Description
Here is my best shot at Expectations 0.7.2, much of it in CUE:
Changed in 0.7.1: Removed false
from the values for with_margin
Changed in 0.7.2: Restricted expectation
keys based on problem.type
// The registry maps submission name patterns to expectations.
// A submission whose name matches a pattern must satisfy its expectations.
// (In particular, a submission can match several patterns, and thus
// needs to satisfy several expectations.)
// The semantics of "matching a pattern" are not defined here
// (possibilities: regexen, prefix, globbing).
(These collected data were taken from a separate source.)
//! Query escalation: three attempts, progressively relaxed.
//!
//! Attempt 0 combines both endpoint identifiers, attempts 1 and 2 fall back
//! to one side at a time. The state is threaded by value through `advance`,
//! so concurrent sessions on different interactions cannot share a counter.
//! An attempt whose query would duplicate one already issued is skipped;
//! single-sided sessions therefore issue exactly one query.

use crate::resolver::SearchIdentifier;

const MAX_ATTEMPTS: u8 = 3;

#[derive(Debug, Clone, Copy, PartialEq, Eq)]
pub enum EndpointSide {
    Start,
    End,
}

impl EndpointSide {
    pub fn label(self) -> &'static str {
        match self {
            EndpointSide::Start => "start",
            EndpointSide::End => "end",
        }
    }
}

#[derive(Debug, Clone)]
pub struct EscalationState {
    attempt: u8,
    start: Option<SearchIdentifier>,
    end: Option<SearchIdentifier>,
    issued: Vec<String>,
    confirmed: bool,
}

#[derive(Debug)]
pub enum Step {
    /// A query to send; `next` is the state to thread into the following
    /// attempt if this one comes back empty.
    Issue {
        attempt: u8,
        query: String,
        next: EscalationState,
    },
    /// Only one side is connected; ask before searching with it.
    Confirm {
        side: EndpointSide,
        resume: EscalationState,
    },
    /// Neither endpoint produced an identifier; nothing to search for.
    NotImplemented,
    /// All attempts consumed without a usable query left.
    Exhausted,
}

impl EscalationState {
    pub fn new(start: Option<SearchIdentifier>, end: Option<SearchIdentifier>) -> Self {
        Self {
            attempt: 0,
            start,
            end,
            issued: vec![],
            confirmed: false,
        }
    }

    pub fn attempt(&self) -> u8 {
        self.attempt
    }

    pub fn issued_queries(&self) -> &[String] {
        &self.issued
    }

    /// Marks the single-sided confirmation as granted so `advance` can issue
    /// the one-sided query instead of prompting again.
    pub fn confirmed(mut self) -> Self {
        self.confirmed = true;
        self
    }

    /// Consumes the state and produces the next step of the ladder.
    pub fn advance(mut self) -> Step {
        loop {
            if self.attempt >= MAX_ATTEMPTS {
                return Step::Exhausted;
            }
            let candidate = match self.attempt {
                0 => match (&self.start, &self.end) {
                    (Some(start), Some(end)) => Some(format!("{start}+{end}")),
                    (Some(start), None) => {
                        if !self.confirmed {
                            return Step::Confirm {
                                side: EndpointSide::Start,
                                resume: self,
                            };
                        }
                        Some(start.as_str().to_string())
                    }
                    (None, Some(end)) => {
                        if !self.confirmed {
                            return Step::Confirm {
                                side: EndpointSide::End,
                                resume: self,
                            };
                        }
                        Some(end.as_str().to_string())
                    }
                    (None, None) => return Step::NotImplemented,
                },
                1 => self.start.as_ref().map(|id| id.as_str().to_string()),
                _ => self.end.as_ref().map(|id| id.as_str().to_string()),
            };
            let attempt = self.attempt;
            self.attempt += 1;
            match candidate {
                Some(query) if !self.issued.contains(&query) => {
                    self.issued.push(query.clone());
                    return Step::Issue {
                        attempt,
                        query,
                        next: self,
                    };
                }
                // Absent identifier or duplicate query: no-op attempt.
                _ => continue,
            }
        }
    }
}

#[cfg(test)]
mod tests {
    use super::*;

    fn ident(raw: &str) -> Option<SearchIdentifier> {
        Some(SearchIdentifier::new(raw).unwrap())
    }

    fn drain_queries(mut state: EscalationState) -> Vec<String> {
        let mut queries = vec![];
        loop {
            match state.advance() {
                Step::Issue { query, next, .. } => {
                    queries.push(query);
                    state = next;
                }
                Step::Exhausted => return queries,
                other => panic!("unexpected step: {other:?}"),
            }
        }
    }

    #[test]
    fn test_both_sides_escalate_through_three_distinct_queries() {
        let state = EscalationState::new(ident("CHEBI:17632"), ident("CHEBI:16301"));
        let queries = drain_queries(state);
        assert_eq!(
            queries,
            vec![
                "CHEBI:17632+CHEBI:16301".to_string(),
                "CHEBI:17632".to_string(),
                "CHEBI:16301".to_string(),
            ]
        );
    }

    #[test]
    fn test_attempt_counter_threads_through_issue_steps() {
        let state = EscalationState::new(ident("A"), ident("B"));
        let Step::Issue { attempt, next, .. } = state.advance() else {
            panic!("expected a query");
        };
        assert_eq!(attempt, 0);
        assert_eq!(next.attempt(), 1);
        assert_eq!(next.issued_queries(), ["A+B"]);
    }

    #[test]
    fn test_start_only_asks_once_then_issues_once() {
        let state = EscalationState::new(ident("P12345"), None);
        let Step::Confirm { side, resume } = state.advance() else {
            panic!("expected a confirmation prompt");
        };
        assert_eq!(side, EndpointSide::Start);
        let Step::Issue { query, next, .. } = resume.confirmed().advance() else {
            panic!("expected the one-sided query");
        };
        assert_eq!(query, "P12345");
        // Attempts 1 and 2 would repeat the same query; the ladder ends.
        assert!(matches!(next.advance(), Step::Exhausted));
    }

    #[test]
    fn test_end_only_prompts_for_end_side() {
        let state = EscalationState::new(None, ident("CHEBI:16301"));
        let Step::Confirm { side, .. } = state.advance() else {
            panic!("expected a confirmation prompt");
        };
        assert_eq!(side, EndpointSide::End);
    }

    #[test]
    fn test_no_identifiers_is_not_implemented() {
        let state = EscalationState::new(None, None);
        assert!(matches!(state.advance(), Step::NotImplemented));
    }

    #[test]
    fn test_identical_sides_skip_duplicate_single_queries() {
        let state = EscalationState::new(ident("CHEBI:15343"), ident("CHEBI:15343"));
        let queries = drain_queries(state);
        assert_eq!(
            queries,
            vec![
                "CHEBI:15343+CHEBI:15343".to_string(),
                "CHEBI:15343".to_string(),
            ]
        );
    }
}
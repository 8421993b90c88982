//! Cooperative cancellation for in-flight searches.
//!
//! The interactive surface holds one token per search session and sets it to
//! abandon the session; the worker checks it before the primary fetch and
//! before each per-candidate detail fetch. A fetch already in flight runs to
//! completion; its result is discarded at the next check.

use std::sync::Arc;
use std::sync::atomic::{AtomicBool, Ordering};

#[derive(Debug, Clone)]
pub struct CancelToken {
    flag: Arc<AtomicBool>,
}

impl CancelToken {
    pub fn new() -> Self {
        Self {
            flag: Arc::new(AtomicBool::new(false)),
        }
    }

    pub fn is_cancelled(&self) -> bool {
        self.flag.load(Ordering::Relaxed)
    }

    pub fn cancel(&self) {
        self.flag.store(true, Ordering::Relaxed);
    }
}

impl Default for CancelToken {
    fn default() -> Self {
        Self::new()
    }
}

#[cfg(test)]
mod tests {
    use super::*;

    #[test]
    fn test_token_starts_clear() {
        let token = CancelToken::new();
        assert!(!token.is_cancelled());
    }

    #[test]
    fn test_cancel_sets_token() {
        let token = CancelToken::new();
        token.cancel();
        assert!(token.is_cancelled());
    }

    #[test]
    fn test_cloned_token_shares_state() {
        let token = CancelToken::new();
        let clone = token.clone();
        token.cancel();
        assert!(clone.is_cancelled());
    }
}
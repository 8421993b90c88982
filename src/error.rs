use serde::{Deserialize, Serialize};
use std::{error::Error, fmt};

#[derive(Debug, Clone, Copy, PartialEq, Eq, Serialize, Deserialize)]
pub enum ErrorCode {
    InvalidInput,
    NotFound,
    Unsupported,
    Transport,
    Parse,
    Internal,
}

impl ErrorCode {
    pub fn as_str(&self) -> &'static str {
        match self {
            ErrorCode::InvalidInput => "InvalidInput",
            ErrorCode::NotFound => "NotFound",
            ErrorCode::Unsupported => "Unsupported",
            ErrorCode::Transport => "Transport",
            ErrorCode::Parse => "Parse",
            ErrorCode::Internal => "Internal",
        }
    }
}

#[derive(Debug, Clone, Serialize, Deserialize)]
pub struct SearchError {
    pub code: ErrorCode,
    pub message: String,
}

impl fmt::Display for SearchError {
    fn fmt(&self, f: &mut fmt::Formatter<'_>) -> fmt::Result {
        write!(f, "{}: {}", self.code.as_str(), self.message)
    }
}

impl Error for SearchError {}

pub fn search_err(code: ErrorCode, message: impl Into<String>) -> SearchError {
    SearchError {
        code,
        message: message.into(),
    }
}

#[cfg(test)]
mod tests {
    use super::*;

    #[test]
    fn test_display_uses_code_and_message() {
        let err = search_err(ErrorCode::Transport, "connection refused");
        assert_eq!(err.to_string(), "Transport: connection refused");
    }

    #[test]
    fn test_roundtrips_through_json() {
        let err = search_err(ErrorCode::NotFound, "no such reference");
        let json = serde_json::to_string(&err).unwrap();
        let back: SearchError = serde_json::from_str(&json).unwrap();
        assert_eq!(back.code, ErrorCode::NotFound);
        assert_eq!(back.message, "no such reference");
    }
}
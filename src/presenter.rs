//! Presentation seam between the search session and whatever front end
//! drives it. The session never prints or prompts on its own; every
//! user-visible decision goes through [`SearchPresenter`].

use crate::escalation::EndpointSide;
use crate::resolver::SearchIdentifier;
use crate::rhea::ReactionCandidate;
use std::io::Write;
use tracing::warn;

pub const MSG_NOT_IMPLEMENTED: &str =
    "Search function for this pathway element has not been implemented yet";
pub const MSG_ANNOTATION_HINT: &str = "Annotating the datanodes will improve the results.";
pub const MSG_SEARCH_ERROR: &str = "Exception occurred while searching, see error log for details.";

pub fn no_matches_message(query: &str) -> String {
    format!("No reactions found for {query}")
}

pub fn one_sided_prompt(side: EndpointSide) -> String {
    format!(
        "Only the {} node is connected. Do you still want to search?",
        side.label()
    )
}

/// Decisions and reports a search session can raise. Implementations may
/// block (console prompt) or answer from policy (scripted front ends).
pub trait SearchPresenter {
    /// One endpoint resolved, the other did not. `true` continues with the
    /// single-identifier search, `false` abandons the session.
    fn confirm_one_sided(&mut self, side: EndpointSide, query: &SearchIdentifier) -> bool;

    /// Pick one candidate to annotate with, or `None` to leave the pathway
    /// untouched.
    fn choose_reaction(&mut self, query: &str, candidates: &[ReactionCandidate]) -> Option<usize>;

    fn report_no_matches(&mut self, query: &str, annotation_hint: bool);

    fn report_not_implemented(&mut self);

    fn report_search_error(&mut self);
}

/// Console front end. Interactive by default; `assume_yes` and `auto_pick`
/// turn both prompts into fixed policy for scripted runs.
#[derive(Debug, Default)]
pub struct ConsolePresenter {
    pub assume_yes: bool,
    pub auto_pick: Option<usize>,
}

impl ConsolePresenter {
    pub fn new(assume_yes: bool, auto_pick: Option<usize>) -> Self {
        Self {
            assume_yes,
            auto_pick,
        }
    }
}

impl SearchPresenter for ConsolePresenter {
    fn confirm_one_sided(&mut self, side: EndpointSide, query: &SearchIdentifier) -> bool {
        println!("{} (query: {query})", one_sided_prompt(side));
        if self.assume_yes {
            println!("-> continuing");
            return true;
        }
        print!("Continue? [y/N] ");
        let _ = std::io::stdout().flush();
        matches!(
            read_stdin_line().as_deref(),
            Some("y") | Some("Y") | Some("yes")
        )
    }

    fn choose_reaction(
        &mut self,
        query: &str,
        candidates: &[ReactionCandidate],
    ) -> Option<usize> {
        if candidates.is_empty() {
            return None;
        }
        println!("Reactions matching {query}:");
        for (index, candidate) in candidates.iter().enumerate() {
            println!("  [{index}] RHEA:{}  {}", candidate.xref.id, candidate.name);
        }
        if let Some(pick) = self.auto_pick {
            if pick < candidates.len() {
                return Some(pick);
            }
            warn!(pick, count = candidates.len(), "pick out of range");
            return None;
        }
        print!("Pick a reaction number (empty to skip): ");
        let _ = std::io::stdout().flush();
        let line = read_stdin_line()?;
        if line.is_empty() {
            return None;
        }
        match line.parse::<usize>() {
            Ok(index) if index < candidates.len() => Some(index),
            _ => {
                println!("No such candidate, skipping");
                None
            }
        }
    }

    fn report_no_matches(&mut self, query: &str, annotation_hint: bool) {
        println!("{}", no_matches_message(query));
        if annotation_hint {
            println!("{MSG_ANNOTATION_HINT}");
        }
    }

    fn report_not_implemented(&mut self) {
        println!("{MSG_NOT_IMPLEMENTED}");
    }

    fn report_search_error(&mut self) {
        println!("{MSG_SEARCH_ERROR}");
    }
}

fn read_stdin_line() -> Option<String> {
    let mut line = String::new();
    std::io::stdin().read_line(&mut line).ok()?;
    Some(line.trim().to_string())
}

#[cfg(test)]
mod tests {
    use super::*;
    use crate::datasource::{RHEA_CODE, Xref};

    fn candidates() -> Vec<ReactionCandidate> {
        vec![
            ReactionCandidate {
                xref: Xref::new("10348", RHEA_CODE),
                name: "acetaldehyde + NAD(+) + H2O = acetate + NADH + H(+)".to_string(),
            },
            ReactionCandidate {
                xref: Xref::new("10349", RHEA_CODE),
                name: String::new(),
            },
        ]
    }

    #[test]
    fn test_prompt_names_the_connected_side() {
        assert_eq!(
            one_sided_prompt(EndpointSide::Start),
            "Only the start node is connected. Do you still want to search?"
        );
        assert_eq!(
            one_sided_prompt(EndpointSide::End),
            "Only the end node is connected. Do you still want to search?"
        );
    }

    #[test]
    fn test_no_matches_message_carries_query() {
        assert_eq!(
            no_matches_message("CHEBI:17234+CHEBI:4170"),
            "No reactions found for CHEBI:17234+CHEBI:4170"
        );
    }

    #[test]
    fn test_assume_yes_skips_the_prompt() {
        let mut presenter = ConsolePresenter::new(true, None);
        let query = SearchIdentifier::new("CHEBI:17234").unwrap();
        assert!(presenter.confirm_one_sided(EndpointSide::Start, &query));
    }

    #[test]
    fn test_auto_pick_in_range() {
        let mut presenter = ConsolePresenter::new(true, Some(1));
        assert_eq!(presenter.choose_reaction("q", &candidates()), Some(1));
    }

    #[test]
    fn test_auto_pick_out_of_range_skips() {
        let mut presenter = ConsolePresenter::new(true, Some(7));
        assert_eq!(presenter.choose_reaction("q", &candidates()), None);
    }

    #[test]
    fn test_empty_candidate_list_never_prompts() {
        let mut presenter = ConsolePresenter::default();
        assert_eq!(presenter.choose_reaction("q", &[]), None);
    }
}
#registry: close({[string]: #root_expectations})
// Problem-wide constants
// ======================
// Set by the judging environment
time_limit: >0
// Set in problem.yaml; these are problem.timing.tle_margin and problem.timing.ac_margin
tle_margin: >1
ac_margin: >1
// Testcase Result
// ===============
// The result of running a submission on a testcase
#result: {
testcase_name!: #name
time!: >=0
if time <= time_limit {
// When the submission terminates within the time limit
// its exit status is either a success or a failure:
terminated_successfully!: bool
if terminated_successfully {
// The output of successfully terminated submissions is
// validated by the output validator, the resulting values are:
output_validated!: bool
message?: string
score?: >=0
}
}
}
// The verdicts that can occur in the expectations framework are:
#verdict: "AC" | "WA" | "RTE" | "TLE"
// Testcase Verdict
// ================
//
// The verdict of (a submission's execution on) a single testcase is
// defined in terms of the testcase result in terms of time, termination
// status, and output validation as follows.
#verdict_for_result: {
// The verdict for the _result
_result: #result
let t = _result.time
if t >= time_limit {"TLE"}
if t < time_limit {
if !_result.terminated_successfully {"RTE"}
if _result.terminated_successfully {
if !_result.output_validated {"WA"}
if _result.output_validated {"AC"}
}
}
}
// Aggregate verdict
// =================
// For a linearly ordered sequence of verdicts, the aggregate verdict is
// * the first occurrence of "WA", "TLE", or "RTE" if it exist
// * "AC" if the list is empty or only contains "AC"
// Expectations
// ============
#root_expectations: {
// Set expectations for all testcases
#expectation | #range | #abbreviation
// And/or set them for testcases matching a pattern (such as testgroups)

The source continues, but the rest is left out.